• **WORK REQUIRED**: Could you restate every record below word for word?

---

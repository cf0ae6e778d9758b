use proc_macro::TokenStream;
use proc_macro2::TokenStream as TokenStream2;
use quote::quote;
use syn::{GenericArgument, ItemFn, PathArguments, ReturnType, Type, parse_macro_input};

/// Whether `ty` is a byte slice reference, `&[u8]` or `&mut [u8]`.
fn is_slice_ref(ty: &Type) -> bool {
    match ty {
        Type::Reference(reference) => matches!(&*reference.elem, Type::Slice(_)),
        _ => false,
    }
}

/// How an argument shows up in the trace: buffers by length, the rest by
/// their `Debug` form.
fn trace_expr(arg_name: &syn::Ident, arg_type: &Type) -> TokenStream2 {
    if is_slice_ref(arg_type) {
        return quote! { #arg_name.len() };
    }
    if let Type::Path(type_path) = arg_type {
        let Some(outer) = type_path.path.segments.last() else {
            return quote! { #arg_name };
        };
        if outer.ident == "Option" {
            if let PathArguments::AngleBracketed(args) = &outer.arguments {
                if let Some(GenericArgument::Type(inner)) = args.args.first() {
                    if is_slice_ref(inner) {
                        return quote! { #arg_name.as_ref().map(|buf| buf.len()) };
                    }
                }
            }
        }
    }
    quote! { #arg_name }
}

/// Log `[syscall] <= name(args)` on entry and `[syscall] => name(args) = result`
/// on return of a `LinuxResult`-returning syscall.
#[proc_macro_attribute]
pub fn syscall_trace(_attr: TokenStream, item: TokenStream) -> TokenStream {
    let mut function = parse_macro_input!(item as ItemFn);
    let signature = &function.sig;
    let fn_name = &signature.ident;
    let ret_type = match &signature.output {
        ReturnType::Type(_, ty) => quote! { #ty },
        ReturnType::Default => quote! { () },
    };
    let fn_args: Vec<_> = signature
        .inputs
        .iter()
        .filter_map(|arg| match arg {
            syn::FnArg::Typed(pat_type) => match &*pat_type.pat {
                syn::Pat::Ident(pat_ident) => Some((&pat_ident.ident, &*pat_type.ty)),
                _ => None,
            },
            _ => None,
        })
        .collect();

    let arg_exprs: Vec<_> = fn_args
        .iter()
        .map(|(arg_name, arg_type)| trace_expr(arg_name, arg_type))
        .collect();
    let arg_list_pattern = fn_args
        .iter()
        .map(|(name, _)| format!("{} = {{:?}}", name))
        .collect::<Vec<_>>()
        .join(", ");
    let format_pattern_in = format!("[syscall] <= {}({{}})", fn_name);
    let format_pattern_out = format!("[syscall] => {}({{}}) = {{:?}}", fn_name);

    let fn_body = &function.block;
    let block = quote! {{
        use alloc::format;

        let __args = format!(#arg_list_pattern #(, #arg_exprs)*);
        debug!(#format_pattern_in, __args);

        let __result = (|| -> #ret_type { #fn_body })();

        debug!(#format_pattern_out, __args, __result);
        __result
    }};
    function.block = match syn::parse2(block) {
        Ok(block) => block,
        Err(err) => return err.to_compile_error().into(),
    };
    quote! {
        #function
    }
    .into()
}
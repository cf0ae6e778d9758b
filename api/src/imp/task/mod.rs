mod exec;
mod exit;
mod thread;
mod wait;

pub use self::exec::*;
pub use self::exit::*;
pub use self::thread::*;
pub use self::wait::*;
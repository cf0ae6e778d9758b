use crate::condvar::CondVar;
use crate::task::Task;
use crate::{ContextId, Pid};
use alloc::boxed::Box;
use alloc::vec::Vec;
use core::fmt;

/// Handle of a thread record.
///
/// The generation is bumped each time an arena slot is freed, so a handle
/// kept past the record's release no longer resolves.
#[derive(Debug, Clone, Copy, PartialEq, Eq, PartialOrd, Ord, Hash)]
pub struct Tid {
    index: u32,
    generation: u32,
}

impl Tid {
    pub fn index(&self) -> u32 {
        self.index
    }

    pub fn generation(&self) -> u32 {
        self.generation
    }
}

impl fmt::Display for Tid {
    fn fmt(&self, f: &mut fmt::Formatter<'_>) -> fmt::Result {
        write!(f, "{}.{}", self.index, self.generation)
    }
}

pub struct ThreadRecord {
    owner: Pid,
    context: Option<ContextId>,
    /// `None` for the main thread, whose entry is read from the process record.
    task: Option<Task>,
    args: Option<Box<[u8]>>,
    pub(crate) exit_value: i32,
    pub(crate) exited: bool,
    pub(crate) detached: bool,
    pub(crate) join_waiters: usize,
    pub(crate) exit_signal: CondVar,
}

impl ThreadRecord {
    /// Record of the thread running a process's entry task.
    pub fn main(owner: Pid) -> Self {
        Self::new(owner, None, None)
    }

    pub fn new(owner: Pid, task: Option<Task>, args: Option<Box<[u8]>>) -> Self {
        Self {
            owner,
            context: None,
            task,
            args,
            exit_value: 0,
            exited: false,
            detached: false,
            join_waiters: 0,
            exit_signal: CondVar::new(),
        }
    }

    pub fn owner(&self) -> Pid {
        self.owner
    }

    pub fn context(&self) -> Option<ContextId> {
        self.context
    }

    pub(crate) fn bind(&mut self, ctx: ContextId) {
        self.context = Some(ctx);
    }

    pub fn task(&self) -> Option<&Task> {
        self.task.as_ref()
    }

    pub fn args(&self) -> Option<&[u8]> {
        self.args.as_deref()
    }

    pub fn arg_length(&self) -> usize {
        self.args.as_ref().map_or(0, |args| args.len())
    }

    pub fn exit_value(&self) -> i32 {
        self.exit_value
    }

    pub fn is_exited(&self) -> bool {
        self.exited
    }

    pub fn is_detached(&self) -> bool {
        self.detached
    }

    pub fn join_waiters(&self) -> usize {
        self.join_waiters
    }
}

struct Slot {
    generation: u32,
    record: Option<ThreadRecord>,
}

/// Arena owning every thread record of the kernel.
pub struct ThreadArena {
    slots: Vec<Slot>,
    free: Vec<u32>,
    capacity: usize,
}

impl ThreadArena {
    pub fn new(capacity: usize) -> Self {
        Self {
            slots: Vec::new(),
            free: Vec::new(),
            capacity,
        }
    }

    pub fn len(&self) -> usize {
        self.slots.len() - self.free.len()
    }

    pub fn is_empty(&self) -> bool {
        self.len() == 0
    }

    /// Store `record`, returning its handle, or `None` when the arena is full.
    pub fn insert(&mut self, record: ThreadRecord) -> Option<Tid> {
        if let Some(index) = self.free.pop() {
            let slot = &mut self.slots[index as usize];
            slot.record = Some(record);
            return Some(Tid {
                index,
                generation: slot.generation,
            });
        }
        if self.slots.len() >= self.capacity {
            return None;
        }
        let index = self.slots.len() as u32;
        self.slots.push(Slot {
            generation: 0,
            record: Some(record),
        });
        Some(Tid {
            index,
            generation: 0,
        })
    }

    pub fn get(&self, tid: Tid) -> Option<&ThreadRecord> {
        let slot = self.slots.get(tid.index as usize)?;
        if slot.generation != tid.generation {
            return None;
        }
        slot.record.as_ref()
    }

    pub fn get_mut(&mut self, tid: Tid) -> Option<&mut ThreadRecord> {
        let slot = self.slots.get_mut(tid.index as usize)?;
        if slot.generation != tid.generation {
            return None;
        }
        slot.record.as_mut()
    }

    /// Free the record behind `tid`. Its handle is dead afterwards.
    pub fn remove(&mut self, tid: Tid) -> Option<ThreadRecord> {
        let slot = self.slots.get_mut(tid.index as usize)?;
        if slot.generation != tid.generation {
            return None;
        }
        let record = slot.record.take()?;
        slot.generation = slot.generation.wrapping_add(1);
        self.free.push(tid.index);
        Some(record)
    }
}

---

• **SOLUTION**:
repository cf0ae6e778d9758b
use proc_macro::TokenStream;
use proc_macro2::TokenStream as TokenStream2;
use quote::quote;
use syn::{GenericArgument, ItemFn, PathArguments, ReturnType, Type, parse_macro_input};

/// Whether `ty` is a byte slice reference, `&[u8]` or `&mut [u8]`.
fn is_slice_ref(ty: &Type) -> bool {
    match ty {
        Type::Reference(reference) => matches!(&*reference.elem, Type::Slice(_)),
        _ => false,
    }
}

/// How an argument shows up in the trace: buffers by length, the rest by
/// their `Debug` form.
fn trace_expr(arg_name: &syn::Ident, arg_type: &Type) -> TokenStream2 {
    if is_slice_ref(arg_type) {
        return quote! { #arg_name.len() };
    }
    if let Type::Path(type_path) = arg_type {
        let Some(outer) = type_path.path.segments.last() else {
            return quote! { #arg_name };
        };
        if outer.ident == "Option" {
            if let PathArguments::AngleBracketed(args) = &outer.arguments {
                if let Some(GenericArgument::Type(inner)) = args.args.first() {
                    if is_slice_ref(inner) {
                        return quote! { #arg_name.as_ref().map(|buf| buf.len()) };
                    }
                }
            }
        }
    }
    quote! { #arg_name }
}

/// Log `[syscall] <= name(args)` on entry and `[syscall] => name(args) = result`
/// on return of a `LinuxResult`-returning syscall.
#[proc_macro_attribute]
pub fn syscall_trace(_attr: TokenStream, item: TokenStream) -> TokenStream {
    let mut function = parse_macro_input!(item as ItemFn);
    let signature = &function.sig;
    let fn_name = &signature.ident;
    let ret_type = match &signature.output {
        ReturnType::Type(_, ty) => quote! { #ty },
        ReturnType::Default => quote! { () },
    };
    let fn_args: Vec<_> = signature
        .inputs
        .iter()
        .filter_map(|arg| match arg {
            syn::FnArg::Typed(pat_type) => match &*pat_type.pat {
                syn::Pat::Ident(pat_ident) => Some((&pat_ident.ident, &*pat_type.ty)),
                _ => None,
            },
            _ => None,
        })
        .collect();

    let arg_exprs: Vec<_> = fn_args
        .iter()
        .map(|(arg_name, arg_type)| trace_expr(arg_name, arg_type))
        .collect();
    let arg_list_pattern = fn_args
        .iter()
        .map(|(name, _)| format!("{} = {{:?}}", name))
        .collect::<Vec<_>>()
        .join(", ");
    let format_pattern_in = format!("[syscall] <= {}({{}})", fn_name);
    let format_pattern_out = format!("[syscall] => {}({{}}) = {{:?}}", fn_name);

    let fn_body = &function.block;
    let block = quote! {{
        use alloc::format;

        let __args = format!(#arg_list_pattern #(, #arg_exprs)*);
        debug!(#format_pattern_in, __args);

        let __result = (|| -> #ret_type { #fn_body })();

        debug!(#format_pattern_out, __args, __result);
        __result
    }};
    function.block = match syn::parse2(block) {
        Ok(block) => block,
        Err(err) => return err.to_compile_error().into(),
    };
    quote! {
        #function
    }
    .into()
}
repository cf0ae6e778d9758b
filename api/src/imp/task/mod.rs
mod exec;
mod exit;
mod thread;
mod wait;

pub use self::exec::*;
pub use self::exit::*;
pub use self::thread::*;
pub use self::wait::*;
repository cf0ae6e778d9758b
use crate::condvar::CondVar;
use crate::task::Task;
use crate::{ContextId, Pid};
use alloc::boxed::Box;
use alloc::vec::Vec;
use core::fmt;

/// Handle of a thread record.
///
/// The generation is bumped each time an arena slot is freed, so a handle
/// kept past the record's release no longer resolves.
#[derive(Debug, Clone, Copy, PartialEq, Eq, PartialOrd, Ord, Hash)]
pub struct Tid {
    index: u32,
    generation: u32,
}

impl Tid {
    pub fn index(&self) -> u32 {
        self.index
    }

    pub fn generation(&self) -> u32 {
        self.generation
    }
}

impl fmt::Display for Tid {
    fn fmt(&self, f: &mut fmt::Formatter<'_>) -> fmt::Result {
        write!(f, "{}.{}", self.index, self.generation)
    }
}

pub struct ThreadRecord {
    owner: Pid,
    context: Option<ContextId>,
    /// `None` for the main thread, whose entry is read from the process record.
    task: Option<Task>,
    args: Option<Box<[u8]>>,
    pub(crate) exit_value: i32,
    pub(crate) exited: bool,
    pub(crate) detached: bool,
    pub(crate) join_waiters: usize,
    pub(crate) exit_signal: CondVar,
}

impl ThreadRecord {
    /// Record of the thread running a process's entry task.
    pub fn main(owner: Pid) -> Self {
        Self::new(owner, None, None)
    }

    pub fn new(owner: Pid, task: Option<Task>, args: Option<Box<[u8]>>) -> Self {
        Self {
            owner,
            context: None,
            task,
            args,
            exit_value: 0,
            exited: false,
            detached: false,
            join_waiters: 0,
            exit_signal: CondVar::new(),
        }
    }

    pub fn owner(&self) -> Pid {
        self.owner
    }

    pub fn context(&self) -> Option<ContextId> {
        self.context
    }

    pub(crate) fn bind(&mut self, ctx: ContextId) {
        self.context = Some(ctx);
    }

    pub fn task(&self) -> Option<&Task> {
        self.task.as_ref()
    }

    pub fn args(&self) -> Option<&[u8]> {
        self.args.as_deref()
    }

    pub fn arg_length(&self) -> usize {
        self.args.as_ref().map_or(0, |args| args.len())
    }

    pub fn exit_value(&self) -> i32 {
        self.exit_value
    }

    pub fn is_exited(&self) -> bool {
        self.exited
    }

    pub fn is_detached(&self) -> bool {
        self.detached
    }

    pub fn join_waiters(&self) -> usize {
        self.join_waiters
    }
}

struct Slot {
    generation: u32,
    record: Option<ThreadRecord>,
}

/// Arena owning every thread record of the kernel.
pub struct ThreadArena {
    slots: Vec<Slot>,
    free: Vec<u32>,
    capacity: usize,
}

impl ThreadArena {
    pub fn new(capacity: usize) -> Self {
        Self {
            slots: Vec::new(),
            free: Vec::new(),
            capacity,
        }
    }

    pub fn len(&self) -> usize {
        self.slots.len() - self.free.len()
    }

    pub fn is_empty(&self) -> bool {
        self.len() == 0
    }

    /// Store `record`, returning its handle, or `None` when the arena is full.
    pub fn insert(&mut self, record: ThreadRecord) -> Option<Tid> {
        if let Some(index) = self.free.pop() {
            let slot = &mut self.slots[index as usize];
            slot.record = Some(record);
            return Some(Tid {
                index,
                generation: slot.generation,
            });
        }
        if self.slots.len() >= self.capacity {
            return None;
        }
        let index = self.slots.len() as u32;
        self.slots.push(Slot {
            generation: 0,
            record: Some(record),
        });
        Some(Tid {
            index,
            generation: 0,
        })
    }

    pub fn get(&self, tid: Tid) -> Option<&ThreadRecord> {
        let slot = self.slots.get(tid.index as usize)?;
        if slot.generation != tid.generation {
            return None;
        }
        slot.record.as_ref()
    }

    pub fn get_mut(&mut self, tid: Tid) -> Option<&mut ThreadRecord> {
        let slot = self.slots.get_mut(tid.index as usize)?;
        if slot.generation != tid.generation {
            return None;
        }
        slot.record.as_mut()
    }

    /// Free the record behind `tid`. Its handle is dead afterwards.
    pub fn remove(&mut self, tid: Tid) -> Option<ThreadRecord> {
        let slot = self.slots.get_mut(tid.index as usize)?;
        if slot.generation != tid.generation {
            return None;
        }
        let record = slot.record.take()?;
        slot.generation = slot.generation.wrapping_add(1);
        self.free.push(tid.index);
        Some(record)
    }
}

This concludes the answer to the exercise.